C++ exception with description "Error in virtual void *faiss::gpu::StandardGpuResourcesImpl::allocMemory(const faiss::gpu::AllocRequest &) at fbcode/faiss/gpu/StandardGpuResources.cpp:570: StandardGpuResources: Faiss device allocator fail type IVFLists dev 1 space Device stream 0x7fa07623b440 size 1024 bytes                                                                                                                                   Allocator state:                                                                                                                                                GPU device 1 allocator state:                                                                                                                                   ==========                                                                                                                                                      Device free memory: 82400968704 bytes                                                                                                                           Allocator temp memory remaining: 1610612720
Outstanding Faiss allocations:
Alloc type TemporaryMemoryBuffer: 1 allocations, 1610612736 bytes
Alloc type FlatData: 2 allocations, 59648 bytes

In the case where Faiss is built using RAFT, previously no error information was provided if the RAFT memory manager had an OOM error, but now it will produce a string similar to the above.

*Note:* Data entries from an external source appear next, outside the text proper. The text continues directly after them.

#[cfg(test)]
mod tests {
    use super::*;

    fn straight_path() -> Path {
        Path::from_points(&[(0.0, 0.0), (10.0, 0.0)]).unwrap()
    }

    fn long_path() -> Path {
        Path::from_points(&[(0.0, 0.0), (1000.0, 0.0)]).unwrap()
    }

    #[test]
    fn three_hits_kill_without_roster() {
        let path = straight_path();
        let mut enemy = Enemy::new(
            Variant::basic(EnemyKind::Flyer),
            EnemyStats::new(30.0, 1.0, 5.0),
            &path,
        );
        assert_eq!(enemy.take_damage(10.0), DamageOutcome::Damaged);
        assert_eq!(enemy.take_damage(10.0), DamageOutcome::Damaged);
        assert!(enemy.alive);
        assert_eq!(
            enemy.take_damage(10.0),
            DamageOutcome::Killed {
                replacements: Vec::new()
            }
        );
        assert!(!enemy.alive);
        assert_eq!(enemy.hit_points, 0.0);
    }

    #[test]
    fn overkill_is_not_clamped() {
        let path = straight_path();
        let mut enemy = Enemy::new(
            Variant::basic(EnemyKind::Crystalback),
            EnemyStats::new(5.0, 1.0, 5.0),
            &path,
        );
        enemy.take_damage(12.5);
        assert_eq!(enemy.hit_points, -7.5);
        assert!(!enemy.alive);
        // Further hits keep subtracting but never re-report the kill.
        assert_eq!(enemy.take_damage(1.0), DamageOutcome::Damaged);
        assert_eq!(enemy.hit_points, -8.5);
    }

    #[test]
    fn reaches_end_exactly_once() {
        let path = straight_path();
        let mut enemy = Enemy::new(
            Variant::basic(EnemyKind::Flyer),
            EnemyStats::new(30.0, 2.0, 5.0),
            &path,
        );
        let mut results = Vec::new();
        for _ in 0..6 {
            results.push(enemy.advance(&path));
        }
        assert_eq!(results, vec![false, false, false, false, true, false]);
        assert_eq!(enemy.position, DVec2::new(10.0, 0.0));
        assert!(enemy.is_finished());
    }

    #[test]
    fn snaps_through_corner_waypoints() {
        let path = Path::from_points(&[(0.0, 0.0), (3.0, 0.0), (3.0, 3.0)]).unwrap();
        let mut enemy = Enemy::new(
            Variant::basic(EnemyKind::Flyer),
            EnemyStats::new(30.0, 2.0, 5.0),
            &path,
        );
        assert!(!enemy.advance(&path));
        assert_eq!(enemy.position, DVec2::new(2.0, 0.0));
        assert!(!enemy.advance(&path));
        assert_eq!(enemy.position, DVec2::new(3.0, 0.0));
        assert_eq!(enemy.path_index, 1);
        assert_eq!(enemy.target, DVec2::new(3.0, 3.0));
    }

    #[test]
    fn slow_halves_step() {
        let path = long_path();
        let mut enemy = Enemy::new(
            Variant::basic(EnemyKind::Crystalback),
            EnemyStats::new(30.0, 2.0, 5.0),
            &path,
        );
        enemy
            .apply_status_effect(StatusKind::Slow, 0.5, 60)
            .unwrap();
        enemy.advance(&path);
        assert_eq!(enemy.position, DVec2::new(1.0, 0.0));
    }

    #[test]
    fn flyer_rejects_slow_without_mutation() {
        let path = straight_path();
        let mut enemy = Enemy::new(
            Variant::basic(EnemyKind::Flyer),
            EnemyStats::new(30.0, 2.0, 5.0),
            &path,
        );
        let err = enemy
            .apply_status_effect(StatusKind::Slow, 0.5, 60)
            .unwrap_err();
        assert_eq!(
            err,
            EffectError::Immune {
                enemy: EnemyKind::Flyer,
                effect: StatusKind::Slow
            }
        );
        assert!(enemy.effects.is_empty());
    }

    #[test]
    fn negative_magnitude_rejected() {
        let path = straight_path();
        let mut enemy = Enemy::new(
            Variant::basic(EnemyKind::Regenerator),
            EnemyStats::new(30.0, 2.0, 5.0),
            &path,
        );
        assert!(enemy
            .apply_status_effect(StatusKind::Slow, -0.5, 60)
            .is_err());
        assert!(enemy.effects.is_empty());
    }

    #[test]
    fn resolve_validates_stage() {
        assert!(Variant::resolve(SpawnDescriptor::staged(EnemyKind::Devastator, 4)).is_ok());
        assert_eq!(
            Variant::resolve(SpawnDescriptor::staged(EnemyKind::Devastator, 5)),
            Err(SpawnError::InvalidStage {
                kind: EnemyKind::Devastator,
                stage: 5
            })
        );
        assert_eq!(
            Variant::resolve(SpawnDescriptor::new(EnemyKind::Devastator))
                .unwrap()
                .stage,
            1
        );
        assert!(
            Variant::resolve(SpawnDescriptor::staged(EnemyKind::Stormlord, 1))
                .unwrap()
                .boss
        );
        assert!(Variant::resolve(SpawnDescriptor::staged(EnemyKind::Flyer, 2)).is_err());
    }

    #[test]
    fn wave_scaling_applies_to_current_and_max() {
        let path = long_path();
        let enemy = Enemy::spawn(
            SpawnDescriptor::new(EnemyKind::Flyer),
            SpawnParams::wave(10),
            &path,
        )
        .unwrap();
        let expected = FLYER_HP * 1.4;
        assert!((enemy.max_hit_points - expected).abs() < 1e-9);
        assert_eq!(enemy.hit_points, enemy.max_hit_points);
    }

    #[test]
    fn late_stormlords_double() {
        assert!((wave_hp_multiplier(EnemyKind::Stormlord, 40) - 3.2).abs() < 1e-9);
        assert!((wave_hp_multiplier(EnemyKind::Flyer, 40) - 2.6).abs() < 1e-9);
        assert_eq!(wave_hp_multiplier(EnemyKind::Stormlord, 4), 1.0);
    }

    #[test]
    fn crystalback_drops_on_period() {
        let path = long_path();
        let mut enemy = Enemy::new(
            Variant::basic(EnemyKind::Crystalback),
            EnemyStats::new(100.0, 1.0, 5.0),
            &path,
        );
        for _ in 0..CRYSTAL_PERIOD_TICKS - 1 {
            assert_eq!(enemy.tick_abilities(), None);
        }
        assert!(matches!(
            enemy.tick_abilities(),
            Some(AbilityAction::SpawnCrystal { .. })
        ));
        // Timer resets after firing.
        assert_eq!(enemy.tick_abilities(), None);
    }

    #[test]
    fn regenerator_heals_up_to_max() {
        let path = long_path();
        let mut enemy = Enemy::new(
            Variant::basic(EnemyKind::Regenerator),
            EnemyStats::new(100.0, 1.0, 5.0),
            &path,
        );
        enemy.take_damage(5.0);
        let mut healed = None;
        for _ in 0..REGENERATOR_HEAL_PERIOD_TICKS {
            healed = enemy.tick_abilities();
        }
        assert_eq!(healed, Some(AbilityAction::SelfHeal { amount: 5.0 }));
        assert_eq!(enemy.hit_points, 100.0);
    }

    #[test]
    fn boss_stormlord_strikes_base() {
        let path = long_path();
        let mut enemy = Enemy::spawn(
            SpawnDescriptor::staged(EnemyKind::Stormlord, 1),
            SpawnParams::wave(50),
            &path,
        )
        .unwrap();
        let mut base_hits = 0;
        let mut strikes = 0;
        for _ in 0..BASE_STRIKE_PERIOD_TICKS {
            match enemy.tick_abilities() {
                Some(AbilityAction::DamageBase { damage }) => {
                    assert_eq!(damage, BASE_STRIKE_DAMAGE);
                    base_hits += 1;
                }
                Some(AbilityAction::Strike { damage, .. }) => {
                    assert_eq!(damage, STORMLORD_BOSS_DAMAGE * 2.0);
                    strikes += 1;
                }
                _ => {}
            }
        }
        assert_eq!(base_hits, 1);
        assert_eq!(strikes, 2);
    }

    #[test]
    fn devastator_special_depends_on_stage() {
        let path = long_path();
        let mut specials = Vec::new();
        for stage in 1..=DEVASTATOR_MAX_STAGE {
            let mut enemy = Enemy::spawn(
                SpawnDescriptor::staged(EnemyKind::Devastator, stage),
                SpawnParams::wave(10 * stage as u32),
                &path,
            )
            .unwrap();
            let period = DEVASTATOR_SPECIAL_PERIOD_TICKS[stage as usize - 1];
            let action = (0..period).filter_map(|_| enemy.tick_abilities()).last();
            specials.push(action);
        }
        assert!(matches!(specials[0], Some(AbilityAction::Roar { .. })));
        assert!(matches!(
            specials[1],
            Some(AbilityAction::Strike {
                reach: StrikeReach::Area { .. },
                ..
            })
        ));
        assert!(matches!(
            specials[2],
            Some(AbilityAction::Summon { count: 2, .. })
        ));
        assert!(matches!(
            specials[3],
            Some(AbilityAction::Summon { count: 3, .. })
        ));
    }

    #[test]
    fn roster_only_when_flagged_and_not_a_replacement() {
        let path = long_path();
        let params = SpawnParams {
            death_roster: true,
            ..SpawnParams::wave(45)
        };
        let mut flagged =
            Enemy::spawn(SpawnDescriptor::new(EnemyKind::Stormlord), params, &path).unwrap();
        match flagged.take_damage(1e9) {
            DamageOutcome::Killed { replacements } => assert_eq!(replacements.len(), 4),
            other => panic!("expected kill, got {other:?}"),
        }

        let replacement = SpawnParams {
            origin: SpawnOrigin::Replacement,
            ..params
        };
        let mut child =
            Enemy::spawn(SpawnDescriptor::new(EnemyKind::Stormlord), replacement, &path).unwrap();
        assert_eq!(
            child.take_damage(1e9),
            DamageOutcome::Killed {
                replacements: Vec::new()
            }
        );
    }

    #[test]
    fn spawn_at_cursor_targets_next_waypoint() {
        let path = Path::from_points(&[(0.0, 0.0), (10.0, 0.0), (10.0, 10.0)]).unwrap();
        let params = SpawnParams {
            at: Some(PathCursor {
                position: DVec2::new(10.0, 4.0),
                index: 1,
            }),
            ..SpawnParams::wave(1)
        };
        let enemy = Enemy::spawn(SpawnDescriptor::new(EnemyKind::Flyer), params, &path).unwrap();
        assert_eq!(enemy.position, DVec2::new(10.0, 4.0));
        assert_eq!(enemy.target, DVec2::new(10.0, 10.0));
    }
}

The Faiss memory manager (StandardGpuResources) continues to log all allocations made and passed to the RAFT memory manager, so we can also receive an indication of what is allocated and for what purpose.

In addition, this fixes the issue where Faiss GPU would not compile (in fbcode at least) if the USE_NVIDIA_RAFT define was not available. Now the library compiles both with and without RAFT.

Also updated the #if defined USE_NVIDIA_RAFT to #ifdef USE_NVIDIA_RAFT` to better conform to the rest of the GPU code.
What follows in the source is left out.